FALA, COXAnauta!
A Copa e o estádio
Sou radicalmente contrário à Copa 2014 no Brasil. Os jogos Pan-Americanos comprovam que, se temos condições materiais e financeiras, não temos condições morais para promovê-los, visto que, orçados em 300 milhões, já custam 3,5 bilhões e ainda há 3 meses de gastos pela frente, sem certeza nenhuma de que todas as modalidades serão disputadas e com centenas de denúncias de corrupção, sem contar que nenhum dos equipamentos urbanos prometidos, como linhas do metrô e corredores de trânsito, foram construídos em favor da cidade do Rio de Janeiro.
No entanto, eu sou favorável à construção de um novo estádio. Se Giovani Gionédis atrair esses investidores (mesmo que não saia a Copa aqui), ele garantirá a existência e a grandeza do Coritiba Foot Ball Club por mais 100 anos, independentemente de ser ou não reeleito em dezembro próximo, considerando que, assinado um contrato assim, ele é candidatíssimo à reeleição, a despeito dos resultados em campo.
Eu também estou na campanha "Fora Gionédis", mas isso não me faz perder o olho da realidade.
O Coritiba precisa, sim, construir um novo estádio e mudar-se do Alto da Glória, é questão de sobrevivência da instituição no longo prazo.
Eu tenho todo o carinho e consideração pelo Couto Pereira, em razão de muitos dos momentos mais felizes de minha vida que passei naquelas arquibancadas. No entanto, é um estádio superado, que em breve não atenderá os requisitos do futebol do futuro, cujo modelo de gestão vem da Inglaterra, em que os jogos de futebol são realizados em verdadeiros teatros que são apenas parte de complexos maiores que envolvem lojas, cinemas, museus e facilidades para o público em geral e para os associados de cada clube, o que é consectário da gestão dupla clube-empresa.
No futuro, não haverá clube que não será ao mesmo tempo empresa, e não haverá empresa que manterá um time de futebol sem um clube, porque o negócio vai girar em torno de conceitos de rendas fixas (mensalidades de sócios, que são consumidores fixos) e rendas variáveis (patrocínios, publicidade, bilheteria, marketing, etc...). E sendo justo com quem já percebeu isso, há apenas um clube, em Curitiba, que hoje envereda por esse caminho, mesmo timidamente, pois faz propaganda demais e age de menos.
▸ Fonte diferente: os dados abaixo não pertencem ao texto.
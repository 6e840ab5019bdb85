//! Bootstrap templates
//!
//! Bootstrap actions run on every node before applications start.

use gridflow_config::Settings;
use gridflow_core::Node;
use serde_json::json;

/// Bootstrap block running a chain of bash commands.
pub fn bootstrap_bash(name: &str, commands: &[String]) -> Node {
    Node::from(json!({
        "Name": name,
        "ScriptBootstrapAction": {
            "Path": "file:///bin/bash",
            "Args": ["-c", commands.join(" && ")],
        }
    }))
}

/// Install the gridflow toolkit (the on-cluster task executables) from S3.
pub fn install_gridflow(settings: &Settings) -> Node {
    let package = settings.package_uri(env!("CARGO_PKG_VERSION"));
    bootstrap_bash(
        "install-gridflow",
        &[
            format!("aws s3 cp {package} /tmp/gridflow-tools.tar.gz"),
            "sudo tar -xzf /tmp/gridflow-tools.tar.gz -C /usr/local".to_string(),
        ],
    )
}
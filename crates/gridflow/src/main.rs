mod commands;
mod notify;
mod ssh;
mod templates;

use clap::{Parser, Subcommand};
use gridflow_cloud::{ClusterController, ClusterProvider, PollConfig, StepDispatcher};
use gridflow_cloud_aws::{EmrProvider, LambdaProvider};
use gridflow_config::Settings;
use std::path::PathBuf;
use std::sync::Arc;

#[derive(Parser)]
#[command(name = "grid")]
#[command(version, about = "Ephemeral EMR cluster admin tool", long_about = None)]
struct Cli {
    /// Region to operate in (default from GRIDFLOW_REGION)
    #[arg(long, global = true)]
    region: Option<String>,

    #[command(subcommand)]
    command: Commands,
}

#[derive(Subcommand)]
enum Commands {
    /// List active clusters
    Active,
    /// Create a cluster from a template, or resume watching an existing one
    Create {
        /// Name of the cluster template
        #[arg(long)]
        cluster: Option<String>,
        /// Template parameter, key=value (repeatable)
        #[arg(long = "param")]
        params: Vec<String>,
        /// Existing cluster id to monitor instead of creating
        #[arg(long)]
        id: Option<String>,
        /// Return once the request is accepted instead of waiting for readiness
        #[arg(long)]
        no_wait: bool,
        /// Start an SSH tunnel once the cluster is running
        #[arg(long)]
        tunnel: bool,
    },
    /// Terminate a cluster and wait until it is gone
    Terminate {
        /// Cluster id
        #[arg(long)]
        id: String,
    },
    /// Open an SSH shell on the master node
    Ssh {
        /// Cluster id
        #[arg(long)]
        id: String,
        /// Command to execute on the master node (interactive shell if empty)
        #[arg(long, default_value = "")]
        cmd: String,
    },
    /// Keep a SOCKS tunnel open to the master node
    Tunnel {
        /// Cluster id
        #[arg(long)]
        id: String,
    },
    /// Add a step to a running cluster
    Step {
        /// Name of the step template
        #[arg(long)]
        step: String,
        /// Template parameter, key=value (repeatable)
        #[arg(long = "param")]
        params: Vec<String>,
        /// Cluster id
        #[arg(long)]
        id: String,
    },
    /// Print a fully resolved template instead of calling the provider
    Render {
        /// Name of a cluster template
        #[arg(long)]
        cluster: Option<String>,
        /// Name of a step template
        #[arg(long)]
        step: Option<String>,
        /// Name of a bootstrap template
        #[arg(long)]
        bootstrap: Option<String>,
        /// Template parameter, key=value (repeatable)
        #[arg(long = "param")]
        params: Vec<String>,
    },
    /// List registered templates
    Templates,
    /// Manage deployed scheduler functions
    #[command(subcommand)]
    Functions(FunctionCommands),
}

#[derive(Subcommand)]
enum FunctionCommands {
    /// List deployed functions
    List,
    /// Deploy a function from a pre-built archive (create, or update code)
    Deploy {
        /// Function name
        #[arg(long)]
        name: String,
        /// Entry point, module.function
        #[arg(long)]
        handler: String,
        /// Path to the deployment archive (.zip)
        #[arg(long)]
        archive: PathBuf,
    },
    /// Delete a function
    Delete {
        /// Function name
        #[arg(long)]
        name: String,
    },
}

#[tokio::main]
async fn main() {
    tracing_subscriber::fmt()
        .with_env_filter(
            tracing_subscriber::EnvFilter::try_from_default_env()
                .unwrap_or_else(|_| tracing_subscriber::EnvFilter::new("info")),
        )
        .init();

    let cli = Cli::parse();

    // Ctrl-C during a poll wait aborts with a clean message; there is
    // nothing to clean up, cluster state lives in the provider.
    let result = tokio::select! {
        result = run(cli) => result,
        _ = tokio::signal::ctrl_c() => Err(anyhow::anyhow!("Interrupted")),
    };

    if let Err(e) = result {
        eprintln!("\nFatal error: {e}; exiting.\n");
        std::process::exit(1);
    }
}

async fn run(cli: Cli) -> anyhow::Result<()> {
    let mut settings = Settings::from_env()?;
    if let Some(region) = cli.region {
        settings.region = region;
    }

    let registries = templates::Registries::builtin(&settings)?;

    let provider: Arc<dyn ClusterProvider> = Arc::new(EmrProvider::new(&settings.region));
    let poll = PollConfig {
        interval: settings.poll_interval(),
        max_attempts: settings.poll_max_attempts,
    };
    let controller =
        ClusterController::new(provider.clone(), registries.clusters.clone(), poll);
    let dispatcher = StepDispatcher::new(
        provider.clone(),
        registries.steps.clone(),
        registries.bootstraps.clone(),
    );

    match cli.command {
        Commands::Active => commands::active::handle(&controller).await,
        Commands::Create {
            cluster,
            params,
            id,
            no_wait,
            tunnel,
        } => {
            commands::create::handle(
                &settings,
                &controller,
                provider.as_ref(),
                cluster.as_deref(),
                id.as_deref(),
                &params,
                !no_wait,
                tunnel,
            )
            .await
        }
        Commands::Terminate { id } => {
            commands::terminate::handle(&settings, &controller, &id).await
        }
        Commands::Ssh { id, cmd } => {
            commands::ssh::handle(&settings, provider.as_ref(), &id, &cmd).await
        }
        Commands::Tunnel { id } => {
            commands::tunnel::handle(&settings, provider.as_ref(), &id).await
        }
        Commands::Step { step, params, id } => {
            commands::step::handle(&dispatcher, &step, &params, &id).await
        }
        Commands::Render {
            cluster,
            step,
            bootstrap,
            params,
        } => commands::render::handle(
            &controller,
            &dispatcher,
            cluster.as_deref(),
            step.as_deref(),
            bootstrap.as_deref(),
            &params,
        ),
        Commands::Templates => commands::templates::handle(&controller, &dispatcher),
        Commands::Functions(command) => {
            let functions = LambdaProvider::new(&settings.region);
            match command {
                FunctionCommands::List => commands::functions::list(&functions).await,
                FunctionCommands::Deploy {
                    name,
                    handler,
                    archive,
                } => {
                    commands::functions::deploy(&settings, &functions, &name, &handler, &archive)
                        .await
                }
                FunctionCommands::Delete { name } => {
                    commands::functions::delete(&functions, &name).await
                }
            }
        }
    }
}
Um novo estádio possibilitará ao Coritiba vender de 8 a 10 planos diferentes de associação. Aumentará a exposição da marca, gerará receitas fixas de alugueis de lojas e lanchonetes, porque além de estádio, haverá um shopping-center.
Imaginemos que o terreno do Alto da Glória seja transformado em dinheiro. Uma parte dele seria vendida, na outra, seria mantida a churrascaria hoje existente e erigida uma sede social e administrativa e um museu e até lojas de conveniência para aquela região, o resto do dinheiro quitaria as dívidas do clube e, com 4 ou 5 milhões de reais, seria possível fazer as obras que faltam no CT Bayard Osna e montar um outro, exclusivo par a as categorias de base, onde poderia se instalar uma escola primária e secundária para atender os atletas e mesmo para atender alunos não ligados ao clube. O Coritiba continuaria a ser o clube do Alto da Glória, mas jogando em um estádio moderno e com uma estrutura capaz de torná-lo um dos maiores do mundo, porque o terreno que ali existe é valorizado e há, sim, condições para grandes operações financeiras sobre esses assuntos.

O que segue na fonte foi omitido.